Dataset entries

+ + + + + + +

//! Crash-safe on-disk tracking of live containers, plus the PID-identity
//! check that tells a live original process apart from a recycled PID.
//!
//! Grounded on `status.c` (`libcrun_write_container_status`,
//! `libcrun_read_container_status`, `libcrun_is_container_running`,
//! `libcrun_container_delete_status`, the `exec.fifo` trio). The cgroup
//! resource applier in [`crate::v1`]/[`crate::v2`] and this module are
//! siblings: both translate a declarative runtime concept into filesystem
//! state, but this one owns `<root>/<id>/status` instead of `/sys/fs/cgroup`.

use std::ffi::OsStr;
use std::fs::{self, OpenOptions};
use std::io::Write as _;
use std::os::fd::{AsRawFd, FromRawFd, OwnedFd, RawFd};
use std::os::unix::ffi::OsStrExt;
use std::os::unix::fs::OpenOptionsExt;
use std::path::{Path, PathBuf};

use nix::dir::Dir;
use nix::fcntl::{openat, OFlag};
use nix::mount::{umount2, MntFlags};
use nix::sys::signal::kill;
use nix::sys::stat::Mode;
use nix::unistd::{mkfifo, unlink, unlinkat, Pid, UnlinkatFlags};
use serde::{Deserialize, Serialize};

use crate::error::{Error, Result};

const STATUS_FILE_NAME: &str = "status";
const EXEC_FIFO_NAME: &str = "exec.fifo";
const FALLBACK_RUN_ROOT: &str = "/run/crun";

/// A container's persisted status document (§3 `ContainerStatus`).
///
/// Field names on the wire are hyphenated (`process-start-time`,
/// `cgroup-path`, `systemd-cgroup`) except `external_descriptors`, which
/// keeps its original underscore spelling — both are an external contract
/// with whatever wrote/reads these files, not a Rust naming choice.
#[derive(Debug, Clone, PartialEq, Eq, Serialize, Deserialize)]
pub struct ContainerStatus {
    pub pid: i32,
    #[serde(rename = "process-start-time", default)]
    pub process_start_time: u64,
    #[serde(rename = "cgroup-path")]
    pub cgroup_path: String,
    #[serde(skip_serializing_if = "Option::is_none", default)]
    pub scope: Option<String>,
    #[serde(skip_serializing_if = "Option::is_none", default)]
    pub intelrdt: Option<String>,
    pub rootfs: String,
    #[serde(rename = "systemd-cgroup", default)]
    pub systemd_cgroup: bool,
    pub bundle: String,
    pub created: String,
    #[serde(skip_serializing_if = "Option::is_none", default)]
    pub owner: Option<String>,
    #[serde(default)]
    pub detached: bool,
    #[serde(skip_serializing_if = "Option::is_none", default)]
    pub external_descriptors: Option<String>,
}

/// The pieces of `/proc/<pid>/stat` the liveness check cares about.
#[derive(Debug, Clone, Copy, PartialEq, Eq)]
pub struct PidStat {
    pub state: char,
    pub starttime: u64,
}

/// Rejects ids containing `/`; every entry point below calls this first.
fn validate_id(id: &str) -> Result<()> {
    if id.contains('/') {
        return Err(Error::ConfigInvalid(format!(
            "invalid character `/` in the ID `{id}`"
        )));
    }
    Ok(())
}

/// `$XDG_RUNTIME_DIR/crun`, else `/run/crun`, unless `root` overrides it.
/// Created with mode 0700 if missing.
fn run_directory(root: Option<&Path>) -> Result<PathBuf> {
    let root = match root {
        Some(root) => root.to_path_buf(),
        None => match std::env::var("XDG_RUNTIME_DIR") {
            Ok(dir) if !dir.is_empty() => PathBuf::from(dir).join("crun"),
            _ => PathBuf::from(FALLBACK_RUN_ROOT),
        },
    };

    ensure_directory(&root, 0o700)?;
    Ok(root)
}

fn ensure_directory(path: &Path, mode: u32) -> Result<()> {
    match fs::create_dir_all(path) {
        Ok(()) => {}
        Err(err) => return Err(Error::IOError(err)),
    }
    let mut perms = fs::metadata(path)?.permissions();
    std::os::unix::fs::PermissionsExt::set_mode(&mut perms, mode);
    fs::set_permissions(path, perms)?;
    Ok(())
}

/// `<root>/<id>`.
pub fn state_directory(root: Option<&Path>, id: &str) -> Result<PathBuf> {
    validate_id(id)?;
    Ok(run_directory(root)?.join(id))
}

/// `<root>/<id>/status`.
fn status_file_path(root: Option<&Path>, id: &str) -> Result<PathBuf> {
    Ok(state_directory(root, id)?.join(STATUS_FILE_NAME))
}

/// Creates `<root>/<id>` with mode 0700, failing if it already exists
/// (mirrors `libcrun_status_check_directories`: existence means the
/// container id is already taken).
pub fn create_state_directory(root: Option<&Path>, id: &str) -> Result<()> {
    let dir = state_directory(root, id)?;
    if dir.exists() {
        return Err(Error::ConfigInvalid(format!(
            "container `{id}` already exists"
        )));
    }
    fs::create_dir(&dir)?;
    let mut perms = fs::metadata(&dir)?.permissions();
    std::os::unix::fs::PermissionsExt::set_mode(&mut perms, 0o700);
    fs::set_permissions(&dir, perms)?;
    Ok(())
}

/// Reads `/proc/<pid>/stat`, tolerating a process that has already exited.
///
/// Grounded on `read_pid_stat` in `status.c`: a missing `/proc/<pid>` is not
/// an error (the zeroed stat signals "gone"), but a malformed file once
/// opened is. The command field is parenthesized and may itself contain
/// spaces or parens, so we seek to the **last** `)` before tokenizing the
/// rest, exactly as the original does.
fn read_pid_stat(pid: i32) -> Result<PidStat> {
    let path = format!("/proc/{pid}/stat");
    let contents = match fs::read_to_string(&path) {
        Ok(c) => c,
        Err(err) if err.kind() == std::io::ErrorKind::NotFound => {
            return Ok(PidStat {
                state: 'X',
                starttime: 0,
            });
        }
        Err(err) => return Err(Error::IOError(err)),
    };

    let after_cmd = match contents.rfind(')') {
        Some(idx) => contents[idx + 1..].trim_start(),
        None => {
            return Err(Error::ParseError(format!(
                "could not read process state from `{path}`"
            )))
        }
    };

    let mut fields = after_cmd.split_whitespace();
    let state = fields
        .next()
        .and_then(|s| s.chars().next())
        .ok_or_else(|| Error::ParseError(format!("could not read process state from `{path}`")))?;

    // `state` is field 3, starttime is field 22: 19 more whitespace-separated
    // fields after state before reaching it.
    let starttime_field = fields.nth(18).ok_or_else(|| {
        Error::ParseError(format!("could not read process start time from `{path}`"))
    })?;
    let starttime = starttime_field
        .parse::<u64>()
        .map_err(|e| Error::ParseError(format!("parse process start time from `{path}`: {e}")))?;

    Ok(PidStat { state, starttime })
}

/// Encodes `status` as pretty JSON and writes it via write-temp-then-rename,
/// so a reader never observes a partial file. `process_start_time` is
/// (re)captured here, at write time, because that is the only time a
/// write-time/read-time race can't reuse a stale PID.
pub fn write_status(root: Option<&Path>, id: &str, status: &mut ContainerStatus) -> Result<()> {
    validate_id(id)?;
    let file = status_file_path(root, id)?;

    let stat = read_pid_stat(status.pid)?;
    status.process_start_time = stat.starttime;

    let body = serde_json::to_vec_pretty(status)
        .map_err(|e| Error::ParseError(format!("cannot encode status: {e}")))?;
    if std::str::from_utf8(&body).is_err() {
        return Err(Error::ParseError(
            "status document is not valid UTF-8".to_string(),
        ));
    }

    let tmp = file.with_extension("tmp");
    {
        let mut f = OpenOptions::new()
            .create(true)
            .write(true)
            .truncate(true)
            .mode(0o700)
            .open(&tmp)?;
        f.write_all(&body)?;
        f.flush()?;
    }
    fs::rename(&tmp, &file)?;

    Ok(())
}

/// Reads and parses a container's status document.
///
/// Required fields (`pid`, `cgroup-path`, `rootfs`, `bundle`, `created`) are
/// checked by hand rather than via `#[serde(...)]` alone, so a missing one
/// produces the exact "`<field>` missing in `<file>`" message the original
/// emits instead of a generic deserialization error.
pub fn read_status(root: Option<&Path>, id: &str) -> Result<ContainerStatus> {
    validate_id(id)?;
    let file = status_file_path(root, id)?;

    let contents = match fs::read_to_string(&file) {
        Ok(c) => c,
        Err(err) if err.kind() == std::io::ErrorKind::NotFound => {
            let dir = state_directory(root, id)?;
            if !dir.exists() {
                return Err(Error::NotFound(format!("container `{id}` does not exist")));
            }
            return Err(Error::IOError(err));
        }
        Err(err) => return Err(Error::IOError(err)),
    };

    let value: serde_json::Value = serde_json::from_str(&contents)
        .map_err(|e| Error::ParseError(format!("cannot parse status file: `{file:?}`: {e}")))?;

    let required_str = |key: &str| -> Result<String> {
        value
            .get(key)
            .and_then(|v| v.as_str())
            .map(str::to_string)
            .ok_or_else(|| Error::ParseError(format!("`{key}` missing in `{file:?}`")))
    };
    let optional_str = |key: &str| -> Option<String> {
        value.get(key).and_then(|v| v.as_str()).map(str::to_string)
    };

    let pid = value
        .get("pid")
        .and_then(|v| v.as_i64())
        .ok_or_else(|| Error::ParseError(format!("`pid` missing in `{file:?}`")))? as i32;
    // Missing for backwards compatibility with records predating this field.
    let process_start_time = value.get("process-start-time").and_then(|v| v.as_u64()).unwrap_or(0);
    let cgroup_path = required_str("cgroup-path")?;
    let rootfs = required_str("rootfs")?;
    let bundle = required_str("bundle")?;
    let created = required_str("created")?;
    let systemd_cgroup = value
        .get("systemd-cgroup")
        .and_then(|v| v.as_bool())
        .unwrap_or(false);
    let detached = value
        .get("detached")
        .and_then(|v| v.as_bool())
        .unwrap_or(false);

    Ok(ContainerStatus {
        pid,
        process_start_time,
        cgroup_path,
        scope: optional_str("scope"),
        intelrdt: optional_str("intelrdt"),
        rootfs,
        systemd_cgroup,
        bundle,
        created,
        owner: optional_str("owner"),
        detached,
        external_descriptors: optional_str("external_descriptors"),
    })
}

/// Lists container ids with a status file under `root`. Entries whose name
/// begins with `.`, or whose directory has no `status` file (a half-created
/// or already-deleted container), are skipped.
pub fn list_containers(root: Option<&Path>) -> Result<Vec<String>> {
    let root = run_directory(root)?;
    let mut out = Vec::new();

    for entry in fs::read_dir(&root)? {
        let entry = entry?;
        let name = entry.file_name();
        if name.as_bytes().starts_with(b".") {
            continue;
        }
        if entry.path().join(STATUS_FILE_NAME).exists() {
            if let Some(name) = name.to_str() {
                out.push(name.to_string());
            }
        }
    }

    Ok(out)
}

/// Recursively removes `<root>/<id>`, tolerating `EBUSY` from lingering
/// bind-mounts left behind inside the state directory (e.g. an idmapped
/// mount namespace artifact) by detaching them and retrying.
///
/// Grounded on `libcrun_container_delete_status` / `rmdirfd` in `status.c`:
/// try a plain `unlinkat`, then `AT_REMOVEDIR`; on `EBUSY` resolve the entry
/// via `/proc/self/fd/<fd>` and `umount2(..., MNT_DETACH)` before retrying;
/// on `ENOTEMPTY` recurse into the entry first.
pub fn delete_status(root: Option<&Path>, id: &str) -> Result<()> {
    validate_id(id)?;
    let run_dir = run_directory(root)?;
    let dir_path = run_dir.join(id);

    let run_fd = open_dir_path_only(&run_dir)?;
    let dfd = openat(
        run_fd.as_raw_fd(),
        id,
        OFlag::O_DIRECTORY | OFlag::O_RDONLY | OFlag::O_CLOEXEC,
        Mode::empty(),
    )
    .map_err(|e| nix_to_io_error(e, &dir_path))?;

    remove_dir_contents(dfd, &dir_path)?;

    unlinkat(
        Some(run_fd.as_raw_fd()),
        OsStr::new(id),
        UnlinkatFlags::RemoveDir,
    )
    .map_err(|e| nix_to_io_error(e, &dir_path))?;

    Ok(())
}
use std::fs;
use std::io::{self, Cursor};
use std::path::Path;

use image::ImageReader;
use rand::Rng;
use serde::Serialize;

use crate::conditions::{ConditionSet, GlobalConditions, InputMode, JointConditions, WellConditions};
use crate::error::{FaciesError, FaciesResult};
use crate::history::{HistoryEntry, HistoryStore};
use crate::library::{ImageLibrary, Namespace};
use crate::resolver::{MatchTier, Resolution, Resolver};

/// An uploaded well-point image: its file name and raw bytes.
#[derive(Debug, Clone)]
pub struct Upload {
    pub name: String,
    pub bytes: Vec<u8>,
}

impl Upload {
    pub fn from_path(path: &Path) -> FaciesResult<Self> {
        let bytes = fs::read(path).map_err(|source| FaciesError::UnreadableUpload {
            path: path.to_path_buf(),
            source,
        })?;
        let name = path
            .file_name()
            .map(|n| n.to_string_lossy().into_owned())
            .unwrap_or_default();
        if !has_png_extension(&name) {
            tracing::warn!(upload = %name, "upload is not a .png file; using it anyway");
        }
        Ok(Self { name, bytes })
    }

    pub fn summary(&self) -> UploadSummary {
        UploadSummary {
            name: self.name.clone(),
            size: self.bytes.len(),
            dimensions: image_dimensions(&self.bytes),
        }
    }
}

#[derive(Debug, Clone, Serialize)]
pub struct UploadSummary {
    pub name: String,
    pub size: usize,
    pub dimensions: Option<(u32, u32)>,
}

/// Raw slider and upload inputs for one generate request.
#[derive(Debug, Clone)]
pub struct GenerateInputs<'a> {
    pub mode: InputMode,
    pub mud: f64,
    pub sinuosity: f64,
    pub width: f64,
    pub upload: Option<&'a Upload>,
}

impl GenerateInputs<'_> {
    pub fn into_conditions(self) -> FaciesResult<ConditionSet> {
        match self.mode {
            InputMode::Global => Ok(ConditionSet::Global(GlobalConditions::new(
                self.mud,
                self.sinuosity,
                self.width,
            )?)),
            InputMode::Well => {
                let upload = self
                    .upload
                    .ok_or(FaciesError::MissingUpload { mode: "well" })?;
                Ok(ConditionSet::Well(WellConditions::from_upload_name(&upload.name)))
            }
            InputMode::Joint => {
                let upload = self
                    .upload
                    .ok_or(FaciesError::MissingUpload { mode: "joint" })?;
                Ok(ConditionSet::Joint(JointConditions::new(&upload.name, self.mud)?))
            }
        }
    }
}

#[derive(Debug)]
pub struct GenerationOutcome {
    pub conditions: ConditionSet,
    pub resolution: Option<Resolution>,
    pub image_bytes: Option<Vec<u8>>,
    pub history: Option<HistoryEntry>,
    /// Recovered problems: an empty gallery or a failed history write.
    pub issues: Vec<FaciesError>,
}

impl GenerationOutcome {
    pub fn warnings(&self) -> Vec<String> {
        self.issues.iter().map(FaciesError::describe).collect()
    }

    pub fn caption(&self) -> Option<String> {
        let found = self.resolution.as_ref()?;
        let name = &found.image.filename;
        Some(match found.tier {
            MatchTier::Uniform => "generated result".to_string(),
            MatchTier::Exact => "model generated result".to_string(),
            MatchTier::LetterPrefix => format!("generated result: {name}"),
            MatchTier::AnyFakes => format!("default generated image: {name}"),
        })
    }

    pub fn image_dimensions(&self) -> Option<(u32, u32)> {
        self.image_bytes.as_deref().and_then(image_dimensions)
    }
}

/// Resolve, read the chosen image, then copy it into history.
///
/// An empty gallery yields no image and no history entry. A failed history
/// write keeps the resolved image in the outcome.
pub fn run_generation<R: Rng>(
    library: &ImageLibrary,
    store: &mut HistoryStore,
    rng: R,
    conditions: ConditionSet,
) -> FaciesResult<GenerationOutcome> {
    let mut resolver = Resolver::new(library, rng);
    let resolution = resolver.resolve(&conditions)?;

    let mut outcome = GenerationOutcome {
        conditions,
        resolution: None,
        image_bytes: None,
        history: None,
        issues: Vec::new(),
    };

    let Some(found) = resolution else {
        let namespace = mode_namespace(outcome.conditions.mode());
        tracing::warn!(%namespace, "no image available");
        outcome.issues.push(FaciesError::EmptyLibrary {
            namespace: namespace.as_str(),
        });
        return Ok(outcome);
    };

    tracing::debug!(
        image = %found.image.filename,
        tier = ?found.tier,
        candidates = found.candidates,
        "resolved gallery image"
    );
    let bytes = library.read(&found.image)?;

    match store.record(&bytes, &found.image.filename) {
        Ok(entry) => outcome.history = Some(entry),
        Err(err) => {
            tracing::warn!(error = %err, "history write failed; result is still available");
            outcome.issues.push(err);
        }
    }

    outcome.image_bytes = Some(bytes);
    outcome.resolution = Some(found);
    Ok(outcome)
}

fn mode_namespace(mode: InputMode) -> Namespace {
    match mode {
        InputMode::Global => Namespace::Global,
        InputMode::Well => Namespace::Well,
        InputMode::Joint => Namespace::Joint,
    }
}

fn image_dimensions(bytes: &[u8]) -> Option<(u32, u32)> {
    let reader = ImageReader::new(Cursor::new(bytes))
        .with_guessed_format()
        .map_err(|err: io::Error| tracing::debug!(error = %err, "could not sniff image format"))
        .ok()?;
    reader.into_dimensions().ok()
}

/// Uploads are expected to be PNG; other extensions are accepted with a warning.
fn has_png_extension(name: &str) -> bool {
    Path::new(name)
        .extension()
        .is_some_and(|ext| ext.eq_ignore_ascii_case("png"))
}

#[cfg(test)]
mod tests {
    use super::*;
    use image::{ImageBuffer, Rgba};
    use rand::rngs::StdRng;
    use rand::SeedableRng;
    use tempfile::{tempdir, TempDir};

    fn png_bytes(w: u32, h: u32) -> Vec<u8> {
        let img: ImageBuffer<Rgba<u8>, Vec<u8>> = ImageBuffer::from_pixel(w, h, Rgba([10, 20, 30, 255]));
        let mut out = Cursor::new(Vec::new());
        img.write_to(&mut out, image::ImageFormat::Png).unwrap();
        out.into_inner()
    }

    fn setup(global: &[&str], well: &[&str]) -> (TempDir, ImageLibrary, HistoryStore) {
        let root = tempdir().unwrap();
        let library = ImageLibrary::new(root.path().join("facies_gallery"));
        for (namespace, names) in [(Namespace::Global, global), (Namespace::Well, well)] {
            let dir = library.namespace_dir(namespace);
            fs::create_dir_all(&dir).unwrap();
            for name in names {
                fs::write(dir.join(name), png_bytes(4, 3)).unwrap();
            }
        }
        let store = HistoryStore::open(root.path().join("history_records")).unwrap();
        (root, library, store)
    }

    fn upload(name: &str) -> Upload {
        Upload {
            name: name.to_string(),
            bytes: png_bytes(2, 2),
        }
    }

    #[test]
    fn joint_generation_records_a_copy() {
        let (_root, library, mut store) = setup(&[], &["fakesA1.png", "fakesA2.png", "fakesB1.png"]);
        let up = upload("faciesA.png");
        let conditions = GenerateInputs {
            mode: InputMode::Joint,
            mud: 0.5,
            sinuosity: 0.5,
            width: 4.0,
            upload: Some(&up),
        }
        .into_conditions()
        .unwrap();

        let outcome =
            run_generation(&library, &mut store, StdRng::seed_from_u64(1), conditions).unwrap();
        let found = outcome.resolution.as_ref().unwrap();
        assert_eq!(found.image.filename, "fakesA2.png");
        assert_eq!(outcome.caption().as_deref(), Some("model generated result"));
        assert_eq!(outcome.image_dimensions(), Some((4, 3)));
        assert!(outcome.issues.is_empty());

        let entry = outcome.history.as_ref().unwrap();
        assert!(entry.id.ends_with("_fakesA2.png"));
        assert_eq!(store.read(&entry.id).unwrap(), outcome.image_bytes.clone().unwrap());
        // library copy stays in place
        assert!(library.contains(Namespace::Joint, "fakesA2.png"));
    }

    #[test]
    fn empty_gallery_writes_no_history() {
        let (_root, library, mut store) = setup(&[], &["fakesA1.png"]);
        let conditions = ConditionSet::Global(GlobalConditions::new(0.5, 0.5, 4.0).unwrap());
        let outcome =
            run_generation(&library, &mut store, StdRng::seed_from_u64(1), conditions).unwrap();

        assert!(outcome.resolution.is_none());
        assert!(outcome.history.is_none());
        assert!(matches!(
            outcome.issues.as_slice(),
            [FaciesError::EmptyLibrary { namespace: "global" }]
        ));
        assert!(store.list().is_empty());
    }

    #[test]
    fn failed_history_write_keeps_result() {
        let (root, library, mut store) = setup(&["g.png"], &[]);
        let history_dir = root.path().join("history_records");
        fs::remove_dir_all(&history_dir).unwrap();
        fs::write(&history_dir, b"not a directory").unwrap();

        let conditions = ConditionSet::Global(GlobalConditions::new(0.1, 0.1, 2.0).unwrap());
        let outcome =
            run_generation(&library, &mut store, StdRng::seed_from_u64(5), conditions).unwrap();

        assert!(outcome.image_bytes.is_some());
        assert!(outcome.history.is_none());
        assert!(matches!(
            outcome.issues.as_slice(),
            [FaciesError::StoreWrite { .. }]
        ));
        assert_eq!(outcome.warnings().len(), 1);
    }

    #[test]
    fn well_fallback_is_captioned_as_default() {
        let (_root, library, mut store) = setup(&[], &["fakesB1.png"]);
        let conditions = ConditionSet::Well(WellConditions::from_upload_name("faciesA.png"));
        let outcome =
            run_generation(&library, &mut store, StdRng::seed_from_u64(2), conditions).unwrap();
        assert_eq!(
            outcome.caption().as_deref(),
            Some("default generated image: fakesB1.png")
        );
        assert_eq!(store.len(), 1);
    }

    #[test]
    fn upload_modes_require_an_upload() {
        for mode in [InputMode::Well, InputMode::Joint] {
            let err = GenerateInputs {
                mode,
                mud: 0.5,
                sinuosity: 0.5,
                width: 4.0,
                upload: None,
            }
            .into_conditions()
            .unwrap_err();
            assert!(matches!(err, FaciesError::MissingUpload { .. }));
        }
    }

    #[test]
    fn upload_from_path_reads_name_and_size() {
        let dir = tempdir().unwrap();
        let path = dir.path().join("faciesC.png");
        fs::write(&path, png_bytes(5, 7)).unwrap();
        let up = Upload::from_path(&path).unwrap();
        assert_eq!(up.name, "faciesC.png");
        assert_eq!(up.summary().dimensions, Some((5, 7)));

        assert!(matches!(
            Upload::from_path(&dir.path().join("missing.png")),
            Err(FaciesError::UnreadableUpload { .. })
        ));
    }

    #[test]
    fn non_png_upload_is_accepted_with_its_name() {
        assert!(has_png_extension("faciesA.png"));
        assert!(has_png_extension("faciesA.PNG"));
        assert!(!has_png_extension("faciesA.jpg"));
        assert!(!has_png_extension("png"));

        let dir = tempdir().unwrap();
        let path = dir.path().join("faciesB.jpg");
        fs::write(&path, b"not an image").unwrap();
        let up = Upload::from_path(&path).unwrap();
        assert_eq!(up.name, "faciesB.jpg");
        assert_eq!(up.summary().dimensions, None);
        let conditions = GenerateInputs {
            mode: InputMode::Well,
            mud: 0.5,
            sinuosity: 0.5,
            width: 4.0,
            upload: Some(&up),
        }
        .into_conditions()
        .unwrap();
        assert_eq!(conditions, ConditionSet::Well(WellConditions::from_upload_name("faciesB.jpg")));
    }
}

+ + + + + + +

Task description:
Word for word, restate the lines of the data above that fall between the line holding "state, but this" and the line holding "Field names on", inclusive, and no other lines.

Written answer:
//! state, but this one owns `<root>/<id>/status` instead of `/sys/fs/cgroup`.

use std::ffi::OsStr;
use std::fs::{self, OpenOptions};
use std::io::Write as _;
use std::os::fd::{AsRawFd, FromRawFd, OwnedFd, RawFd};
use std::os::unix::ffi::OsStrExt;
use std::os::unix::fs::OpenOptionsExt;
use std::path::{Path, PathBuf};

use nix::dir::Dir;
use nix::fcntl::{openat, OFlag};
use nix::mount::{umount2, MntFlags};
use nix::sys::signal::kill;
use nix::sys::stat::Mode;
use nix::unistd::{mkfifo, unlink, unlinkat, Pid, UnlinkatFlags};
use serde::{Deserialize, Serialize};

use crate::error::{Error, Result};

const STATUS_FILE_NAME: &str = "status";
const EXEC_FIFO_NAME: &str = "exec.fifo";
const FALLBACK_RUN_ROOT: &str = "/run/crun";

/// A container's persisted status document (§3 `ContainerStatus`).
///
/// Field names on the wire are hyphenated (`process-start-time`,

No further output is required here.